The Conquest of New Spain. Bernel Diaz. Translated by J. M. Cohen. Penguin Books, 6s.
Chronicles of the Crusades. Villehardouin and Joinville. Translated by M. R. B. Shaw. Penguin Books, 5s.
Many books have been written about Hernando Cortes and the conquest of Mexico. Many more still have been written about the Crusades. But very few books on either event came from those who were there at the time, and even of these only a handful have survived.
Penguin Books have recently had the happy idea of publishing translations of three of these personal histories. In the first, The Conquest of New Spain, Bernal Diaz, a humble soldier in the Cortes expedition, gives his account of how several hundred Spanish adventurers with a few dozen horses invaded the powerful Aztec empire, overthrew its ruler Montezuma, and conquered his capital of Mexico. The second book, Chronicles of the Crusades, combines two stories: of the Fourth Crusade seen through the eyes of a French feudal lord, Villehardouin, and of the Seventh by a later compatriot Joinville.
Roughly three hundred years separate these two periods, three hundred years which saw the final crumbling of feudalism before the forces of expansion in which the discovery of the New World played such an overwhelming part. The books reflect the deep gulf between the two societies, but even more interesting and striking is the way they reveal the factor common to both of them—the drive of economic interest.

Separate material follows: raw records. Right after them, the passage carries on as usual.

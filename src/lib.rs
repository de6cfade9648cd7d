//! Slipbox - an embeddable markdown editing surface
//!
//! The crate holds the editing core a host application embeds: selection
//! tracking, text mutation, command dispatch, change notification, the
//! slash command palette and auto-markdown, plus a JSON bridge for hosts
//! that live in another process or thread.
//!
//! ```ignore
//! use slipbox::config::Settings;
//! use slipbox::editor::{EditorSurface, KeyEvent};
//!
//! let mut editor = EditorSurface::new(Settings::default());
//! editor.mark_ready();
//! editor.subscribe(|event| println!("{}", event.serialized_content));
//! editor.handle_key(&KeyEvent::char('#'))?;
//! editor.handle_key(&KeyEvent::char(' '))?; // line becomes "# "
//! ```

pub mod bridge;
pub mod config;
pub mod editor;
pub mod error;
pub mod render;
pub mod string_utils;

pub use error::{Error, Result};
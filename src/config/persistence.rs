//! Configuration file persistence
//!
//! Loads and saves [`Settings`] under the platform config directory with
//! graceful fallback to defaults.

use crate::config::Settings;
use crate::error::{Error, Result, ResultExt};
use log::{debug, info, warn};
use std::fs;
use std::io;
use std::path::{Path, PathBuf};

// ─────────────────────────────────────────────────────────────────────────────
// Constants
// ─────────────────────────────────────────────────────────────────────────────

/// Application name used for the config directory
const APP_NAME: &str = "slipbox";

/// Configuration file name
const CONFIG_FILE_NAME: &str = "config.json";

/// Backup configuration file name (used during atomic writes)
const CONFIG_BACKUP_NAME: &str = "config.json.bak";

// ─────────────────────────────────────────────────────────────────────────────
// Platform-Specific Directory Resolution
// ─────────────────────────────────────────────────────────────────────────────

/// Get the platform-specific configuration directory for the application.
///
/// - **Windows**: `%APPDATA%\slipbox\`
/// - **macOS**: `~/Library/Application Support/slipbox/`
/// - **Linux**: `~/.config/slipbox/`
///
/// # Errors
///
/// Returns `Error::ConfigDirNotFound` if the config directory cannot be determined
/// (e.g., if the HOME environment variable is not set).
pub fn get_config_dir() -> Result<PathBuf> {
    dirs::config_dir()
        .map(|base| base.join(APP_NAME))
        .ok_or(Error::ConfigDirNotFound)
}

/// Get the full path to the configuration file.
pub fn get_config_file_path() -> Result<PathBuf> {
    Ok(get_config_dir()?.join(CONFIG_FILE_NAME))
}

// ─────────────────────────────────────────────────────────────────────────────
// Load Configuration
// ─────────────────────────────────────────────────────────────────────────────

/// Load configuration from the default config file location.
///
/// A missing, empty or corrupted file yields default settings; the failure
/// is logged, never returned.
pub fn load_config() -> Settings {
    get_config_file_path()
        .and_then(|path| load_config_from(&path))
        .unwrap_or_warn_default(Settings::default(), "Failed to load configuration")
}

/// Load configuration from an explicit file.
///
/// Returns defaults when the file does not exist or is empty.
///
/// # Errors
///
/// - `Error::ConfigLoad`: the file exists but cannot be read
/// - `Error::InvalidJson`: the file is not valid settings JSON
pub fn load_config_from(config_path: &Path) -> Result<Settings> {
    let contents = match fs::read_to_string(config_path) {
        Ok(contents) => contents,
        Err(e) if e.kind() == io::ErrorKind::NotFound => {
            debug!("No config at {}, using defaults", config_path.display());
            return Ok(Settings::default());
        }
        Err(e) => {
            return Err(Error::ConfigLoad {
                path: config_path.to_path_buf(),
                source: Box::new(e),
            })
        }
    };

    if contents.trim().is_empty() {
        debug!("Config at {} is empty, using defaults", config_path.display());
        return Ok(Settings::default());
    }

    let settings = Settings::from_json_sanitized(&contents).map_err(|e| Error::InvalidJson {
        message: format!("config file {}: {}", config_path.display(), e),
        source: Some(Box::new(e)),
    })?;

    info!("Loaded settings from {}", config_path.display());
    Ok(settings)
}

// ─────────────────────────────────────────────────────────────────────────────
// Save Configuration
// ─────────────────────────────────────────────────────────────────────────────

/// Save configuration to the default config file location.
///
/// # Errors
///
/// - `Error::ConfigDirNotFound`: Config directory cannot be determined
/// - `Error::ConfigSave`: Failed to write the config file
pub fn save_config(settings: &Settings) -> Result<()> {
    save_config_to(settings, &get_config_file_path()?)
}

/// Save configuration to an explicit file, creating missing parent
/// directories.
///
/// The JSON goes to a sibling backup file that is then renamed over the
/// target, so the config on disk is always either the old or the new one.
pub fn save_config_to(settings: &Settings, config_path: &Path) -> Result<()> {
    if let Some(dir) = config_path.parent().filter(|d| !d.as_os_str().is_empty()) {
        fs::create_dir_all(dir).map_err(save_failed(dir))?;
    }

    let json = serde_json::to_string_pretty(settings).map_err(save_failed(config_path))?;
    let backup_path = config_path.with_file_name(CONFIG_BACKUP_NAME);
    fs::write(&backup_path, json).map_err(save_failed(&backup_path))?;
    fs::rename(&backup_path, config_path).map_err(save_failed(config_path))?;

    info!("Saved settings to {}", config_path.display());
    Ok(())
}

/// Map a write-side failure at `path` to `Error::ConfigSave`.
fn save_failed<E>(path: &Path) -> impl FnOnce(E) -> Error
where
    E: std::error::Error + Send + Sync + 'static,
{
    let path = path.to_path_buf();
    move |e| Error::ConfigSave {
        path,
        source: Box::new(e),
    }
}

/// Save configuration, ignoring errors.
///
/// Returns `true` if the save was successful, `false` otherwise.
pub fn save_config_silent(settings: &Settings) -> bool {
    match save_config(settings) {
        Ok(()) => true,
        Err(e) => {
            warn!("Failed to save configuration: {}", e);
            false
        }
    }
}

// ─────────────────────────────────────────────────────────────────────────────
// Tests
// ─────────────────────────────────────────────────────────────────────────────

#[cfg(test)]
mod tests {
    use super::*;
    use crate::config::ContentMode;
    use tempfile::TempDir;

    /// Temporary config directory holding a `config.json` path.
    struct TestEnv {
        _temp_dir: TempDir,
        config_file: PathBuf,
    }

    impl TestEnv {
        fn new() -> Self {
            let temp_dir = TempDir::new().expect("Failed to create temp dir");
            let config_file = temp_dir.path().join(APP_NAME).join(CONFIG_FILE_NAME);
            Self {
                _temp_dir: temp_dir,
                config_file,
            }
        }

        fn write_config(&self, content: &str) {
            if let Some(dir) = self.config_file.parent() {
                fs::create_dir_all(dir).expect("Failed to create config dir");
            }
            fs::write(&self.config_file, content).expect("Failed to write config");
        }
    }

    #[test]
    fn test_get_config_dir_contains_app_name() {
        if let Ok(path) = get_config_dir() {
            assert!(path.to_string_lossy().contains(APP_NAME));
        }
    }

    #[test]
    fn test_missing_file_uses_defaults() {
        let env = TestEnv::new();
        let settings = load_config_from(&env.config_file).unwrap();
        assert_eq!(settings, Settings::default());
    }

    #[test]
    fn test_empty_file_uses_defaults() {
        let env = TestEnv::new();
        env.write_config("   \n");
        let settings = load_config_from(&env.config_file).unwrap();
        assert_eq!(settings, Settings::default());
    }

    #[test]
    fn test_corrupted_file_is_parse_error() {
        let env = TestEnv::new();
        env.write_config("{ invalid json }");
        let err = load_config_from(&env.config_file).unwrap_err();
        assert!(matches!(err, Error::InvalidJson { .. }));
    }

    #[test]
    fn test_load_sanitizes_values() {
        let env = TestEnv::new();
        env.write_config(r#"{"palette_offset": 1000.0, "line_height": 1.0}"#);
        let settings = load_config_from(&env.config_file).unwrap();
        assert_eq!(settings.palette_offset, Settings::MAX_PALETTE_OFFSET);
        assert_eq!(settings.line_height, Settings::MIN_LINE_HEIGHT);
    }

    #[test]
    fn test_save_and_load_roundtrip() {
        let env = TestEnv::new();
        let original = Settings {
            auto_markdown: false,
            content_mode: ContentMode::Html,
            placeholder: "Write here".to_string(),
            ..Settings::default()
        };

        save_config_to(&original, &env.config_file).unwrap();
        let loaded = load_config_from(&env.config_file).unwrap();
        assert_eq!(original, loaded);
    }

    #[test]
    fn test_save_leaves_no_backup_behind() {
        let env = TestEnv::new();
        save_config_to(&Settings::default(), &env.config_file).unwrap();
        assert!(env.config_file.exists());
        assert!(!env.config_file.with_file_name(CONFIG_BACKUP_NAME).exists());
    }

    #[test]
    fn test_load_config_graceful_fallback() {
        // Whatever is on disk, the public loader always yields usable settings
        let settings = load_config();
        assert!(settings.palette_offset <= Settings::MAX_PALETTE_OFFSET);
    }
}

All three histories purport to be written by religious men. Both the chroniclers of the Crusades tell us frequently of their Christian mission, of their joy at the “taking of the Cross" against the Saracen and the infidel. And throughout his story Diaz tells us again and again of the way he and his companions shattered the Mexicans’ “heathen idols” and of how they tried to get them to see the “true faith.” All their disasters (and they were many) were sent by God to punish them for their misdeeds, and their escapes and triumphs were due solely to his intervention.
But through all three stories comes the asides, the complaints, the intrigues, the reproaches, the admissions, that make it clear that whatever the ostensible reason for their campaigns, the real motive was wealth, land, booty, and loot.
Gold is the word that weaves its way into every thread of Diaz’s story. Gold was what he and his companions were after, the fabulous mines in the west which would make them rich beyond the dreams of avarice. Every settlement through which they passed on their long road to Mexico was assessed in terms of the gold it possessed; every present given by Montezuma in an effort to buy them off was meticulously valued in pesos. Gold was the prize for which they went through innumerable and fantastic hardships and for which so many of them died—to have their hearts torn from their still living bodies and their limbs thrown to their opponents to feast upon. And, supreme irony of all, and as so often happens, it was the leaders and rulers who got most of the spoil and Diaz and his fellows nothing.
Our two Crusaders tell the same story. It was the Venetian merchants who supplied the ships and provisions for the Fourth Crusade—at a good price, plus one-half “of everything we win." And whatever may have been the depth of religious conviction of the two authors, it is certain that most of their companions embarked on their adventure for the booty to be won and the lands to be conquered. The Fourth Crusade, in fact, never got further than Constantinople and ended in a bloody struggle between the French and Germans against the Greeks who were, incidentally, also Christians and whose lands bad been seized by the Crusaders. As for the Seventh Crusade, the feudal barons who left so eagerly in search of loot and land were soon tempted to leave their “saintly king Louis'’ in the lurch when they found the opposition keener than they had expected. Louis himself was captured and had to buy himself back to France at the cost of a heavy ransom. The whole campaign was in fact a fiasco, ruined by the greed of the big feudal lords and their primary concern for their own economic interests.
It should be remembered that the wealth to permit these feudal aristocrats to go out on their jaunts, either for religious or just for mercenary gain, was extracted from the vast inert, mass of Western European serfdom. Then, as now, a small minority of privileged lived on the backs of a majority who did all the useful work of society, pawns who were passed from one feudal lord to another as the tide of battle fluctuated between the various warring actions.
By Diaz's time this system had virtually broken up and a new one was evolving. He was only one of many who thought to get rich quick by volunteering for expeditions to open up new lands. The old order was disappearing and the world becoming bigger, but much of it was illusion. Most of them died, or came back crippled or broken with disease. Their leaders, true, often shared the same hardships but did have somewhat of a better chance of looking back and considering them worthwhile. But the real winners, as always, were the big men behind the scenes who financed the expeditions—and, of course, the rulers of the time who couldn't lose anyway because they were automatically entitled to a fifth of everything that was going.
Courage, adventure, cruelty, and privation—these two books recount such things on a scale to make us marvel. But, underlying everything, they confirm once more that then, as now, history was shaped by economic interest. The holy cross might have stood out brightly on the banners, but it was the urge for gold, land, booty, and profit, that burned in the breasts of most of those who fell in behind.